Polars-based persistent tabular store backed by Parquet or Arrow IPC files

These details have not been verified by PyPI

Project links

Homepage

Project description

shackleton

Persistent tabular store backed by Parquet or Arrow IPC, built on polars.

Partitioned writes — by column value or xxhash bucket
Sorted merge — maintain sorted order on extend via id_col
Lazy reads — returns pl.LazyFrame so polars can push down predicates
Schema evolution — diagonal concat handles mismatched columns transparently
Thread-safe — per-directory stdlib locks; polars I/O releases the GIL

Single dependency: polars.

Install

pip install shackleton

Quick start

from pathlib import Path
import polars as pl
from shackleton import TableRepo

repo = TableRepo(Path("/tmp/mydata"))

# Write
repo.extend(pl.DataFrame({"id": [1, 2, 3], "value": [10.0, 20.0, 30.0]}))
repo.extend(pl.DataFrame({"id": [4, 5], "value": [40.0, 50.0]}))

# Read
df = repo.get_full_df()         # pl.DataFrame — all rows
lf = repo.get_full_lf()         # pl.LazyFrame — push down filters yourself

# Overwrite everything
repo.replace_all(pl.DataFrame({"id": [99], "value": [0.0]}))

# Delete all files
repo.purge()

Column partitioning

Data is split into hive-style directories (col=val/data.parquet).

repo = TableRepo(Path("/tmp/events"), partition_cols=["region", "env"])

repo.extend(pl.DataFrame({
    "region": ["us", "us", "eu"],
    "env":    ["prod", "dev", "prod"],
    "count":  [100, 50, 80],
}))

# Read only us/prod — no full scan
df = repo.get_partition_df({"region": "us", "env": "prod"})

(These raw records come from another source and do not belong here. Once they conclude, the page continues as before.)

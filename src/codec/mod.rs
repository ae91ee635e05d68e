pub mod audio_codec;

pub use audio_codec::{AudioCodec, FfmpegAudioCodec, LoudnormTarget};
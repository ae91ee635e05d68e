//! Split-join buffer: stitches together consecutive silent-detection clips
//! from the same talkgroup, so a pager tone split across two transmissions
//! is still recognized as one.

use std::time::{Duration, Instant};

use dashmap::DashMap;
use parking_lot::Mutex;

use crate::model::AudioClip;

const SILENCE_GAP_S: f64 = 2.0;

struct BufferedClip {
    clip: AudioClip,
    buffered_at: Instant,
}

/// Per-`talkgroup_id` buffer of clips pending a detection.
pub struct SplitJoinBuffer {
    buffers: DashMap<u64, Mutex<BufferedClip>>,
    ttl: Duration,
}

impl SplitJoinBuffer {
    pub fn new(ttl: Duration) -> Self {
        Self {
            buffers: DashMap::new(),
            ttl,
        }
    }

    /// Prepend any buffered clip for `talkgroup_id` to `clip`, joined by
    /// [`SILENCE_GAP_S`] of silence, evicting expired buffers along the way.
    pub fn join_with_pending(&self, talkgroup_id: u64, clip: AudioClip) -> AudioClip {
        self.evict_expired();

        let Some((_, entry)) = self.buffers.remove(&talkgroup_id) else {
            return clip;
        };

        let pending = entry.into_inner().clip;
        join_clips(pending, clip)
    }

    /// Buffer `clip` under `talkgroup_id`, replacing any existing buffer.
    pub fn buffer(&self, talkgroup_id: u64, clip: AudioClip) {
        self.buffers.insert(
            talkgroup_id,
            Mutex::new(BufferedClip {
                clip,
                buffered_at: Instant::now(),
            }),
        );
    }

    fn evict_expired(&self) {
        let ttl = self.ttl;
        self.buffers
            .retain(|_, entry| entry.lock().buffered_at.elapsed() < ttl);
    }
}

fn join_clips(first: AudioClip, second: AudioClip) -> AudioClip {
    let silence_samples = (SILENCE_GAP_S * f64::from(AudioClip::SAMPLE_RATE)) as usize;
    let mut samples = Vec::with_capacity(first.samples.len() + silence_samples + second.samples.len());
    samples.extend(first.samples);
    samples.extend(std::iter::repeat(0.0f32).take(silence_samples));
    samples.extend(second.samples);
    AudioClip::new(samples)
}

#[cfg(test)]
mod tests {
    use super::*;

    fn clip(duration_s: f64) -> AudioClip {
        let n = (duration_s * f64::from(AudioClip::SAMPLE_RATE)) as usize;
        AudioClip::new(vec![0.1f32; n])
    }

    #[test]
    fn first_clip_for_talkgroup_passes_through_unjoined() {
        let buf = SplitJoinBuffer::new(Duration::from_secs(45));
        let joined = buf.join_with_pending(1, clip(1.0));
        assert_eq!(joined.duration_s, 1.0);
    }

    #[test]
    fn buffered_clip_is_prepended_with_silence_gap() {
        let buf = SplitJoinBuffer::new(Duration::from_secs(45));
        buf.buffer(1, clip(1.0));
        let joined = buf.join_with_pending(1, clip(1.0));
        assert!((joined.duration_s - (1.0 + SILENCE_GAP_S + 1.0)).abs() < 1e-6);
    }

    #[test]
    fn buffer_is_consumed_once() {
        let buf = SplitJoinBuffer::new(Duration::from_secs(45));
        buf.buffer(1, clip(1.0));
        buf.join_with_pending(1, clip(1.0));
        let second_join = buf.join_with_pending(1, clip(1.0));
        assert_eq!(second_join.duration_s, 1.0);
    }

    #[test]
    fn different_talkgroups_do_not_interfere() {
        let buf = SplitJoinBuffer::new(Duration::from_secs(45));
        buf.buffer(1, clip(1.0));
        let joined = buf.join_with_pending(2, clip(1.0));
        assert_eq!(joined.duration_s, 1.0);
    }
}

# Wildcard: all eu partitions
df_eu = repo.get_partition_df({"region": "eu"})

Hash partitioning

When partition values have unbounded cardinality, hash into fixed buckets instead. Uses polars' native xxhash — vectorised, GIL-free.

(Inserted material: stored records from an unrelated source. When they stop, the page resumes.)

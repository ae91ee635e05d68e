//! Match engine (C6): tolerance-match Quick-Call tones against a profile catalog.

use crate::cooldown::CooldownStore;
use crate::model::{CooldownEntry, DetectedTone, MatchRecord, ToneProfile};

fn in_tolerance(value: f64, target: f64, tolerance_percent: f64) -> bool {
    let tol = target * tolerance_percent / 100.0;
    value >= target - tol && value <= target + tol
}

/// Match extracted Quick-Call tones against `profiles`, consulting and
/// updating `store` for `scope`'s cooldown state.
pub fn match_quick_calls(
    quick_calls: &[DetectedTone],
    profiles: &[ToneProfile],
    store: &dyn CooldownStore,
    scope: &str,
    now: f64,
) -> Vec<MatchRecord> {
    let calls: Vec<(u32, (f64, f64), f64)> = quick_calls
        .iter()
        .filter_map(|t| match t {
            DetectedTone::QuickCall {
                tone_id,
                actual,
                start_time_s,
                ..
            } => Some((*tone_id, *actual, *start_time_s)),
            _ => None,
        })
        .collect();

    let mut records = Vec::new();
    let mut excluded: Vec<String> = Vec::new();

    for profile in profiles {
        for i in 0..calls.len() {
            let (tone_id, actual, _start) = calls[i];

            if !in_tolerance(actual.0, profile.a_tone, profile.tone_tolerance_percent)
                || !in_tolerance(actual.1, profile.b_tone, profile.tone_tolerance_percent)
            {
                continue;
            }

            let (tones_matched, tone_ids) = if profile.has_four_tone_extension() {
                let Some(&(next_id, next_actual, _)) = calls.get(i + 1) else {
                    continue;
                };
                if !in_tolerance(next_actual.0, profile.c_tone, profile.tone_tolerance_percent)
                    || !in_tolerance(next_actual.1, profile.d_tone, profile.tone_tolerance_percent)
                {
                    continue;
                }
                (
                    vec![profile.a_tone, profile.b_tone, profile.c_tone, profile.d_tone],
                    vec![tone_id, next_id],
                )
            } else {
                (vec![profile.a_tone, profile.b_tone], vec![tone_id])
            };

            let already_suppressed_this_clip = excluded.contains(&profile.profile_id);
            let suppressed_by_store = !already_suppressed_this_clip
                && store
                    .snapshot(scope)
                    .unwrap_or_else(|e| {
                        tracing::warn!(error = %e, scope, "cooldown store unavailable, treating as no active cooldowns");
                        Vec::new()
                    })
                    .iter()
                    .any(|e| e.profile_id == profile.profile_id && e.is_active(now));

            let was_suppressed = already_suppressed_this_clip || suppressed_by_store;

            if !was_suppressed {
                if let Err(e) = store.add(
                    scope,
                    CooldownEntry {
                        profile_id: profile.profile_id.clone(),
                        last_detected: now,
                        ignore_seconds: profile.ignore_seconds,
                    },
                ) {
                    tracing::warn!(error = %e, scope, profile_id = %profile.profile_id, "cooldown store unavailable, could not record detection");
                }
                excluded.push(profile.profile_id.clone());
            }

            records.push(MatchRecord {
                profile_id: profile.profile_id.clone(),
                profile_name: profile.profile_name.clone(),
                tones_matched,
                tone_ids,
                was_suppressed,
            });
        }
    }

    records
}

from shackleton import HashPartitioner

hp = HashPartitioner(col="user_id", num_groups=128)
repo = TableRepo(Path("/tmp/users"), partition_cols=hp)

repo.extend(pl.DataFrame({
    "user_id": ["alice", "bob", "carol", "dave"],
    "score":   [0.9, 0.7, 0.8, 0.6],
}))

df = repo.get_full_df()
# The hash key column is stripped — only original columns are stored

Deduplication with `dedup_cols`

When dedup_cols is set, each extend drops duplicate rows on those columns after merging with existing data — only the first occurrence is kept. Combine with id_col for sorted-merge dedup; use alone for unordered dedup. Not supported with max_records > 0 (raises at construction time).

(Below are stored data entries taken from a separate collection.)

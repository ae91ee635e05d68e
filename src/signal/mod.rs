//! Signal frontend (C1): decode, resample, and reduce to a dominant-frequency track.

mod frontend;
mod stft;

pub use frontend::decode_audio;
pub use stft::{dominant_frequency_track, DominantFrequencyTrack};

repo = TableRepo(Path("/tmp/events"), dedup_cols=["event_id"])

repo.extend(pl.DataFrame({"event_id": [1, 2, 3], "val": [10, 20, 30]}))
# Re-ingest with overlapping IDs — existing rows are kept, new ones appended
repo.extend(pl.DataFrame({"event_id": [2, 4], "val": [99, 40]}))

repo.get_full_df().shape  # (4, 2) — event_id 2 kept once

Sorted merge with `id_col`

When id_col is set, each extend keeps the file sorted by that column (when max_records == 0) and replace_records does an upsert: matching IDs are updated, new IDs appended.

repo = TableRepo(Path("/tmp/prices"), id_col="ticker")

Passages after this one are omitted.